Nov17
Agentic AI as the New Cyber Battle-Ground
Prediction: Autonomous (“agentic”) AI — systems that act with minimal human intervention — will be central in both attacks and defense.
Implication: Attackers will use AI bots to run reconnaissance, move laterally, and exfiltrate data; defenders must deploy AI agents to monitor, detect, and contain threats. Security teams need to simulate “agents in the wild” to test unexpected, emergent behaviors.
Quantum Computing Threat Accelerates
Prediction: 2026 will mark a tipping point for quantum-related risk.
Implication: Stolen data today may be decrypted later (“harvest now, decrypt later”). Legacy encryption systems (e.g., RSA, ECC) will be increasingly vulnerable. Organizations must inventory their crypto assets, adopt post-quantum or hybrid cryptography, and properly manage key deletion and archival.
Rise of Deepfakes and Synthetic Identities
Prediction: Deepfake audio/video and synthetic identities will be used more aggressively by threat actors.
Implication: Traditional identity verification (e.g., one-time checks) will be insufficient. Defense strategies should incorporate continuous authentication and behavioral anomaly detection. There's also a need to educate employees about “synthetic realism” and plan for legal/insurance coverage relating to identity spoofing.
Expanding Attack Surface via IoT, Edge, and Device Proliferation
Prediction: As IoT, edge computing, and 5G/6G expand, attackers will increasingly exploit weak embedded devices.
Implication: Devices with poor patching capabilities or default credentials will be prime targets. Edge clusters can become pivot points for lateral movement. Security must emphasize device lifecycle management (provisioning, patching, decommissioning), micro-segmentation, and a zero-trust mindset at the device level.

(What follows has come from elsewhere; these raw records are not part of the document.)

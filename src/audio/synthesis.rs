//! Procedural music via Glicol.

use glicol::Engine;

use crate::error::AudioError;
use crate::params::audio_constants::BLOCK_SIZE;

/// Glicol composition: a pulsing sub kick under a filtered saw arpeggio.
///
/// The kick lands twice per second so beat detection always has material.
pub const GLICOL_COMPOSITION: &str = r#"
~kgate: speed 2.0 >> seq 60
~kenv: ~kgate >> envperc 0.002 0.3
~kick: sin 52 >> mul ~kenv >> mul 0.6
~gate: speed 4.0 >> seq 60 _60 _~a 48
~a: choose 48 48 55 60 72 0 0
~amp: ~gate >> envperc 0.001 0.12
~pit: ~gate >> mul 261.63
~mod: sin 0.1 >> mul 1100 >> add 1500
~lead: saw ~pit >> mul ~amp >> lpf ~mod 4.0 >> mul 0.08
~pad: ~lead >> plate 0.2
o: mix ~kick ~pad
"#;

/// Hard limit on output samples
const OUTPUT_LIMIT: f32 = 0.5;

/// Anything producing stereo frames one at a time
pub trait SampleSource: Send {
    fn next_frame(&mut self) -> [f32; 2];
}

/// Glicol engine with a block cursor, so callers can pull any frame count
pub struct Synth {
    engine: Engine<BLOCK_SIZE>,
    block: Vec<[f32; 2]>,
    cursor: usize,
}

impl Synth {
    pub fn new(sample_rate_hz: usize) -> Result<Self, AudioError> {
        Self::with_code(sample_rate_hz, GLICOL_COMPOSITION)
    }

    /// Engine running arbitrary Glicol code
    pub fn with_code(sample_rate_hz: usize, code: &str) -> Result<Self, AudioError> {
        let mut engine = Engine::<BLOCK_SIZE>::new();
        engine.set_sr(sample_rate_hz);
        engine.update_with_code(code);
        engine
            .update()
            .map_err(|e| AudioError::Synth(format!("{e:?}")))?;

        Ok(Self {
            engine,
            block: Vec::with_capacity(BLOCK_SIZE),
            cursor: 0,
        })
    }

    fn refill(&mut self) {
        let (buffers, _) = self.engine.next_block(vec![]);
        self.block.clear();
        for i in 0..BLOCK_SIZE {
            let left = buffers[0][i].clamp(-OUTPUT_LIMIT, OUTPUT_LIMIT);
            let right = buffers[1][i].clamp(-OUTPUT_LIMIT, OUTPUT_LIMIT);
            self.block.push([left, right]);
        }
        self.cursor = 0;
    }
}

impl SampleSource for Synth {
    fn next_frame(&mut self) -> [f32; 2] {
        if self.cursor >= self.block.len() {
            self.refill();
        }
        let frame = self.block[self.cursor];
        self.cursor += 1;
        frame
    }
}
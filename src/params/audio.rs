//! Audio analysis configuration and constants.

use std::ops::Range;

use crate::error::AudioError;

/// FFT analysis configuration with frequency band mappings
#[derive(Debug, Clone)]
pub struct FFTConfig {
    /// Audio sample rate (Hz)
    pub sample_rate_hz: usize,

    /// FFT window size (must be power of 2)
    pub fft_size: usize,

    /// FFT update interval (milliseconds)
    /// 20 ms = 50 Hz analysis rate, faster than most beats
    pub update_interval_ms: u64,

    /// Bass frequency range (Hz)
    pub bass_range_hz: (f32, f32),

    /// Mid frequency range (Hz)
    pub mid_range_hz: (f32, f32),

    /// High frequency range (Hz)
    pub high_range_hz: (f32, f32),

    /// Gain applied to normalized band magnitudes before clamping to [0, 1]
    pub band_gain: f32,

    /// Fraction of the gap to the new band level closed per analysis tick
    /// (1.0 = no smoothing)
    pub smoothing: f32,
}

impl Default for FFTConfig {
    fn default() -> Self {
        Self {
            sample_rate_hz: 44100,
            fft_size: 1024,
            update_interval_ms: 20,
            bass_range_hz: (20.0, 200.0),
            mid_range_hz: (200.0, 1000.0),
            high_range_hz: (1000.0, 4000.0),
            band_gain: 6.0,
            smoothing: 0.35,
        }
    }
}

impl FFTConfig {
    /// Convert frequency (Hz) to FFT bin index
    pub fn hz_to_bin(&self, hz: f32) -> usize {
        ((hz * self.fft_size as f32) / self.sample_rate_hz as f32) as usize
    }

    /// Get FFT bin range for bass frequencies
    pub fn bass_bins(&self) -> Range<usize> {
        self.band_bins(self.bass_range_hz)
    }

    /// Get FFT bin range for mid frequencies
    pub fn mid_bins(&self) -> Range<usize> {
        self.band_bins(self.mid_range_hz)
    }

    /// Get FFT bin range for high frequencies
    pub fn high_bins(&self) -> Range<usize> {
        self.band_bins(self.high_range_hz)
    }

    /// Bin range for a band; never empty and never past Nyquist
    fn band_bins(&self, (lo, hi): (f32, f32)) -> Range<usize> {
        let nyquist = self.fft_size / 2;
        let start = self.hz_to_bin(lo).min(nyquist - 1);
        let end = self.hz_to_bin(hi).clamp(start + 1, nyquist);
        start..end
    }

    /// Validate configuration (FFT size must be power of 2, etc.)
    pub fn validate(&self) -> Result<(), AudioError> {
        if !self.fft_size.is_power_of_two() || self.fft_size < 4 {
            return Err(AudioError::Config(format!(
                "FFT size must be a power of 2 and >= 4, got {}",
                self.fft_size
            )));
        }
        if self.sample_rate_hz == 0 {
            return Err(AudioError::Config("Sample rate must be > 0".to_string()));
        }
        if !(self.smoothing > 0.0 && self.smoothing <= 1.0) {
            return Err(AudioError::Config(format!(
                "smoothing must be in (0, 1], got {}",
                self.smoothing
            )));
        }
        Ok(())
    }
}

/// Beat detection tuning
#[derive(Debug, Clone)]
pub struct BeatConfig {
    /// Bass energy must exceed the rolling average by this ratio
    pub threshold_ratio: f32,

    /// Number of analysis ticks in the rolling average (~1 s at 50 Hz)
    pub history_len: usize,

    /// Minimum time between beats (seconds)
    pub cooldown_s: f32,

    /// Exponential decay rate of the beat scalar (1/seconds)
    pub decay_per_s: f32,

    /// Raw bass energy below this never counts as a beat (silence guard)
    pub energy_floor: f32,
}

impl Default for BeatConfig {
    fn default() -> Self {
        Self {
            threshold_ratio: 1.5,
            history_len: 50,
            cooldown_s: 0.15,
            decay_per_s: 6.0,
            energy_floor: 0.01,
        }
    }
}

/// Audio constants (compile-time, match Glicol engine setup)
pub mod audio_constants {
    /// Audio block size (samples per buffer)
    /// 128 samples = 2.9ms @ 44.1kHz
    pub const BLOCK_SIZE: usize = 128;
}

#[cfg(test)]
mod tests {
    use super::*;

    #[test]
    fn test_fft_config_hz_to_bin() {
        let config = FFTConfig::default();

        // At 44100 Hz sample rate and 1024 FFT size:
        // Bin resolution = 44100 / 1024 ≈ 43.07 Hz per bin
        assert_eq!(config.hz_to_bin(0.0), 0);
        assert_eq!(config.hz_to_bin(43.07), 1);
        assert_eq!(config.hz_to_bin(100.0), 2);
    }

    #[test]
    fn test_fft_config_band_ranges() {
        let config = FFTConfig::default();

        let bass = config.bass_bins();
        let mid = config.mid_bins();
        let high = config.high_bins();

        assert!(!bass.is_empty());
        assert!(bass.end <= 10);

        assert!(mid.start >= bass.end);
        assert!(mid.end <= 50);

        assert!(high.start >= mid.end);
        assert!(high.end <= 200);
    }

    #[test]
    fn test_band_bins_never_empty() {
        let config = FFTConfig {
            fft_size: 16,
            bass_range_hz: (20.0, 30.0),
            ..Default::default()
        };
        let bass = config.bass_bins();
        assert_eq!(bass.len(), 1);
        assert!(config.high_bins().end <= 8);
    }

    #[test]
    fn test_validate_rejects_non_power_of_two() {
        let config = FFTConfig {
            fft_size: 1000,
            ..Default::default()
        };
        assert!(config.validate().is_err());
        assert!(FFTConfig::default().validate().is_ok());
    }
}
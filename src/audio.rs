//! Audio synthesis and FFT analysis system.
//!
//! Combines Glicol procedural synthesis with FFT band analysis and beat
//! detection. The renderer only ever sees [`AudioSignal`] snapshots; they come
//! from [`AudioSystem`] when playing live and from [`OfflineAudio`] when
//! recording.

mod analysis;
mod offline;
mod signal;
mod synthesis;
mod system;

pub use analysis::{hann_window, AudioAnalyzer, BandAnalyzer, BandEnergies, BeatDetector};
pub use offline::OfflineAudio;
pub use signal::AudioSignal;
pub use synthesis::{SampleSource, Synth, GLICOL_COMPOSITION};
pub use system::AudioSystem;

Cybercrime Organizes as Corporate-Class Businesses
Prediction: Cybercriminal groups will operate more like formal enterprises, with affiliate models, subscriptions, and full “service industries” around ransomware and extortion.
Implication: Treat threat actors not merely as “hackers” but as business competitors. Expect outsourced operations, “customer support” for ransomware victims, and professionalization. Organizations need to invest in resilience (not just prevention), leadership, and culture, and integrate business continuity, insurance, and legal strategies into their incident response planning.
Cybersecurity as a Strategic Business Pillar
Prediction: Companies that embed cybersecurity into their business strategy — not just treat it as IT overhead — will perform best.
Implication: CISOs (or equivalent) must be elevated to strategic business partners. Metrics should go beyond “threats blocked” to include resilience indicators: time-to-recover, adaptability, containment effectiveness. Cyber risk must be woven into board-level discussions, supply-chain coordination, threat intelligence sharing, and cultural change.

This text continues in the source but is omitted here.